EXERCISE OBJECTIVE: Among the following entries, count the lines that contain "width" and report only the result.

[Collected data entries]
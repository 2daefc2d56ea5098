// src/ui.rs

use crate::api::GeminiClient;
use crate::app::{App, AppScreen};
use crate::chat_view::draw_chat;
use crate::key_handlers::{handle_chat_input, handle_quit_confirm_input, handle_settings_input};
use crate::settings_view::draw_settings;
use crossterm::{
    event::{self, DisableMouseCapture, EnableMouseCapture, Event as CEvent},
    execute,
    terminal::{disable_raw_mode, enable_raw_mode, EnterAlternateScreen, LeaveAlternateScreen},
};
use ratatui::{
    backend::CrosstermBackend,
    layout::Rect,
    style::{Color, Modifier, Style},
    text::{Line, Span},
    widgets::{Block, Borders, Clear, Paragraph},
    Frame, Terminal,
};
use std::{error::Error, io, sync::Arc, time::Duration};
use tokio::sync::{mpsc, Mutex};

/// Runs the terminal UI until the user quits.
pub async fn run_ui(client: GeminiClient) -> Result<(), Box<dyn Error>> {
    enable_raw_mode()?;
    let mut stdout = io::stdout();
    execute!(stdout, EnterAlternateScreen, EnableMouseCapture)?;
    let backend = CrosstermBackend::new(stdout);
    let mut terminal = Terminal::new(backend)?;

    let app_arc = Arc::new(Mutex::new(App::new(client)));
    let res = run_app(&mut terminal, app_arc).await;

    disable_raw_mode()?;
    execute!(
        terminal.backend_mut(),
        LeaveAlternateScreen,
        DisableMouseCapture
    )?;
    terminal.show_cursor()?;

    if let Err(err) = &res {
        eprintln!("{:?}", err);
    }
    res
}

async fn run_app(
    terminal: &mut Terminal<CrosstermBackend<io::Stdout>>,
    app_arc: Arc<Mutex<App>>,
) -> Result<(), Box<dyn Error>> {
    // Input reader task feeding the event loop
    let (tx, mut rx) = mpsc::channel::<CEvent>(100);
    tokio::spawn(async move {
        loop {
            if event::poll(Duration::from_millis(100)).unwrap_or(false) {
                if let Ok(ev) = event::read() {
                    if tx.send(ev).await.is_err() {
                        break;
                    }
                }
            }
            tokio::task::yield_now().await;
        }
    });

    loop {
        {
            let mut guard = app_arc.lock().await;
            if guard.screen == AppScreen::Quit {
                break;
            }
            guard.status_indicator.update_spinner();
            terminal.draw(|f| draw(f, &mut guard))?;
        }

        let ev = tokio::time::timeout(Duration::from_millis(50), rx.recv()).await;
        if let Ok(Some(CEvent::Key(key))) = ev {
            let mut guard = app_arc.lock().await;
            match guard.screen {
                AppScreen::Chat => handle_chat_input(key, &mut guard, app_arc.clone()),
                AppScreen::Settings => handle_settings_input(key, &mut guard),
                AppScreen::QuitConfirm => handle_quit_confirm_input(key, &mut guard),
                AppScreen::Quit => break,
            }
        }
    }
    Ok(())
}

fn draw(f: &mut Frame, app: &mut App) {
    match app.screen {
        AppScreen::Settings => draw_settings(f, app),
        AppScreen::QuitConfirm => {
            draw_chat(f, app);
            draw_quit_confirm(f);
        }
        _ => draw_chat(f, app),
    }
}

fn draw_quit_confirm(f: &mut Frame) {
    let size = f.area();
    let width = 34.min(size.width);
    let height = 3.min(size.height);
    let area = Rect {
        x: (size.width.saturating_sub(width)) / 2,
        y: (size.height.saturating_sub(height)) / 2,
        width,
        height,
    };
    f.render_widget(Clear, area);
    f.render_widget(
        Paragraph::new(Line::from(vec![
            Span::raw("Quit JurisPro? "),
            Span::styled("y", Style::default().fg(Color::Yellow).add_modifier(Modifier::BOLD)),
            Span::raw("/"),
            Span::styled("n", Style::default().fg(Color::Yellow).add_modifier(Modifier::BOLD)),
        ]))
        .block(Block::default().borders(Borders::ALL)),
        area,
    );
}
// src/session.rs

use crate::constants::{
    NEW_SESSION_PREVIEW, NEW_SESSION_TITLE, PREVIEW_MAX_CHARS, TITLE_MAX_CHARS,
};
use crate::errors::{JurisError, JurisResult};
use crate::models::{ChatSession, Message, Role};
use chrono::{Duration, Utc};
use uuid::Uuid;

/// In-memory collection of chat sessions, most-recent-first, plus the active
/// pointer. The store is the single owner of all session and message values;
/// everything else mutates through it.
#[derive(Debug, Default)]
pub struct SessionStore {
    sessions: Vec<ChatSession>,
    active_id: Option<String>,
}

impl SessionStore {
    pub fn new() -> Self {
        Self::default()
    }

    /// Store pre-seeded with the demo consultation shown on first launch.
    pub fn with_seed_history() -> Self {
        let now = Utc::now();
        let seed = ChatSession {
            id: Uuid::new_v4().to_string(),
            title: "Land Dispute Consultation".to_string(),
            preview: "Regarding Section 144...".to_string(),
            updated_at: now - Duration::seconds(99),
            messages: vec![
                Message {
                    id: Uuid::new_v4().to_string(),
                    role: Role::User,
                    content: "What is Section 144?".to_string(),
                    timestamp: now - Duration::seconds(100),
                },
                Message {
                    id: Uuid::new_v4().to_string(),
                    role: Role::Model,
                    content: "Section 144 of the Code of Criminal Procedure (CrPC) empowers an \
                              Executive Magistrate to issue orders in urgent cases of nuisance \
                              or apprehended danger..."
                        .to_string(),
                    timestamp: now - Duration::seconds(99),
                },
            ],
        };
        Self {
            sessions: vec![seed],
            active_id: None,
        }
    }

    /// Allocates a new empty session at the front of the list and returns its
    /// id. Infallible.
    pub fn create_session(&mut self) -> String {
        let session = ChatSession {
            id: Uuid::new_v4().to_string(),
            title: NEW_SESSION_TITLE.to_string(),
            preview: NEW_SESSION_PREVIEW.to_string(),
            updated_at: Utc::now(),
            messages: Vec::new(),
        };
        let id = session.id.clone();
        self.sessions.insert(0, session);
        id
    }

    /// Appends messages to the named session, bumps its `updated_at`, derives
    /// its title from the first message ever appended, and refreshes the
    /// preview from the last one. An unknown id is an explicit error.
    pub fn append_messages(&mut self, session_id: &str, messages: Vec<Message>) -> JurisResult<()> {
        if messages.is_empty() {
            return Ok(());
        }

        let session = self
            .sessions
            .iter_mut()
            .find(|s| s.id == session_id)
            .ok_or_else(|| {
                JurisError::session_error(format!("append to nonexistent session {session_id}"))
            })?;

        if session.messages.is_empty() {
            session.title = truncate_chars(&messages[0].content, TITLE_MAX_CHARS);
        }
        if let Some(last) = messages.last() {
            session.preview = truncate_chars(&last.content, PREVIEW_MAX_CHARS);
        }
        session.updated_at = Utc::now();
        session.messages.extend(messages);
        Ok(())
    }

    /// Points the active pointer at an existing session.
    pub fn select_session(&mut self, session_id: &str) -> JurisResult<()> {
        if self.sessions.iter().any(|s| s.id == session_id) {
            self.active_id = Some(session_id.to_string());
            Ok(())
        } else {
            Err(JurisError::session_error(format!(
                "select of nonexistent session {session_id}"
            )))
        }
    }

    pub fn clear_active(&mut self) {
        self.active_id = None;
    }

    pub fn active(&self) -> Option<&ChatSession> {
        let id = self.active_id.as_deref()?;
        self.sessions.iter().find(|s| s.id == id)
    }

    pub fn active_id(&self) -> Option<&str> {
        self.active_id.as_deref()
    }

    pub fn session(&self, session_id: &str) -> Option<&ChatSession> {
        self.sessions.iter().find(|s| s.id == session_id)
    }

    pub fn sessions(&self) -> &[ChatSession] {
        &self.sessions
    }
}

fn truncate_chars(text: &str, max_chars: usize) -> String {
    text.chars().take(max_chars).collect()
}

#[cfg(test)]
mod tests {
    use super::*;

    #[test]
    fn test_create_session_inserts_at_front() {
        let mut store = SessionStore::new();
        let first = store.create_session();
        let second = store.create_session();
        assert_eq!(store.sessions()[0].id, second);
        assert_eq!(store.sessions()[1].id, first);
    }

    #[test]
    fn test_append_increases_count_and_updated_at() {
        let mut store = SessionStore::new();
        let id = store.create_session();
        let before = store.session(&id).unwrap().updated_at;

        let batch = vec![
            Message::new(Role::User, "What is bail?"),
            Message::new(Role::Model, "Bail is..."),
            Message::new(Role::User, "And anticipatory bail?"),
        ];
        store.append_messages(&id, batch).unwrap();

        let session = store.session(&id).unwrap();
        assert_eq!(session.messages.len(), 3);
        assert!(session.updated_at >= before);
    }

    #[test]
    fn test_title_derived_from_first_message_only() {
        let mut store = SessionStore::new();
        let id = store.create_session();
        let long = "What are the penalties under the Digital Security Act 2018?";
        store
            .append_messages(&id, vec![Message::new(Role::User, long)])
            .unwrap();

        let title = store.session(&id).unwrap().title.clone();
        assert_eq!(title, long.chars().take(30).collect::<String>());

        store
            .append_messages(&id, vec![Message::new(Role::Model, "The penalties are...")])
            .unwrap();
        assert_eq!(store.session(&id).unwrap().title, title);
    }

    #[test]
    fn test_preview_tracks_last_message() {
        let mut store = SessionStore::new();
        let id = store.create_session();
        assert_eq!(store.session(&id).unwrap().preview, NEW_SESSION_PREVIEW);

        store
            .append_messages(&id, vec![Message::new(Role::User, "Hello")])
            .unwrap();
        assert_eq!(store.session(&id).unwrap().preview, "Hello");
    }

    #[test]
    fn test_append_to_unknown_session_is_an_error() {
        let mut store = SessionStore::new();
        let result = store.append_messages("no-such-id", vec![Message::new(Role::User, "hi")]);
        assert!(result.is_err());
    }

    #[test]
    fn test_select_unknown_session_is_an_error() {
        let mut store = SessionStore::new();
        assert!(store.select_session("no-such-id").is_err());
        assert!(store.active().is_none());
    }

    #[test]
    fn test_active_pointer_follows_selection() {
        let mut store = SessionStore::new();
        let id = store.create_session();
        store.select_session(&id).unwrap();
        assert_eq!(store.active().unwrap().id, id);
        store.clear_active();
        assert!(store.active().is_none());
    }

    #[test]
    fn test_seed_history_has_demo_consultation() {
        let store = SessionStore::with_seed_history();
        let session = &store.sessions()[0];
        assert_eq!(session.title, "Land Dispute Consultation");
        assert_eq!(session.messages.len(), 2);
        assert_eq!(session.messages[0].role, Role::User);
        assert_eq!(session.messages[1].role, Role::Model);
    }
}
use crate::api::GeminiClient;
use crate::orchestrator::Orchestrator;
use crate::session::SessionStore;
use crate::status_indicator::StatusIndicator;

#[derive(Debug, Clone, Copy, PartialEq, Eq)]
pub enum AppScreen {
    Chat,
    Settings,
    QuitConfirm,
    Quit,
}

pub struct App {
    pub screen: AppScreen,
    pub orchestrator: Orchestrator,
    pub client: GeminiClient,
    pub input: String,
    pub chat_scroll: u16,
    pub stick_to_bottom: bool,
    pub sidebar_selected: usize,
    pub status_indicator: StatusIndicator,
}

impl App {
    pub fn new(client: GeminiClient) -> App {
        App {
            screen: AppScreen::Chat,
            orchestrator: Orchestrator::new(SessionStore::with_seed_history()),
            client,
            input: String::new(),
            chat_scroll: 0,
            stick_to_bottom: true,
            sidebar_selected: 0,
            status_indicator: StatusIndicator::new(),
        }
    }

    pub fn scroll_up(&mut self) {
        self.stick_to_bottom = false;
        self.chat_scroll = self.chat_scroll.saturating_sub(1);
    }

    pub fn scroll_down(&mut self) {
        self.chat_scroll = self.chat_scroll.saturating_add(1);
    }

    pub fn scroll_to_bottom(&mut self) {
        self.stick_to_bottom = true;
        self.chat_scroll = u16::MAX;
    }

    /// Creates and activates a fresh session from the sidebar.
    pub fn new_session(&mut self) {
        let id = self.orchestrator.store_mut().create_session();
        // select of a just-created id cannot fail
        let _ = self.orchestrator.store_mut().select_session(&id);
        self.sidebar_selected = 0;
        self.scroll_to_bottom();
    }

    pub fn select_next_session(&mut self) {
        let count = self.orchestrator.store().sessions().len();
        if count == 0 {
            return;
        }
        self.sidebar_selected = (self.sidebar_selected + 1) % count;
        self.activate_selected();
    }

    pub fn select_prev_session(&mut self) {
        let count = self.orchestrator.store().sessions().len();
        if count == 0 {
            return;
        }
        self.sidebar_selected = (self.sidebar_selected + count - 1) % count;
        self.activate_selected();
    }

    fn activate_selected(&mut self) {
        let id = self
            .orchestrator
            .store()
            .sessions()
            .get(self.sidebar_selected)
            .map(|s| s.id.clone());
        if let Some(id) = id {
            let _ = self.orchestrator.store_mut().select_session(&id);
            self.scroll_to_bottom();
        }
    }
}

EXERCISE OUTPUT: 3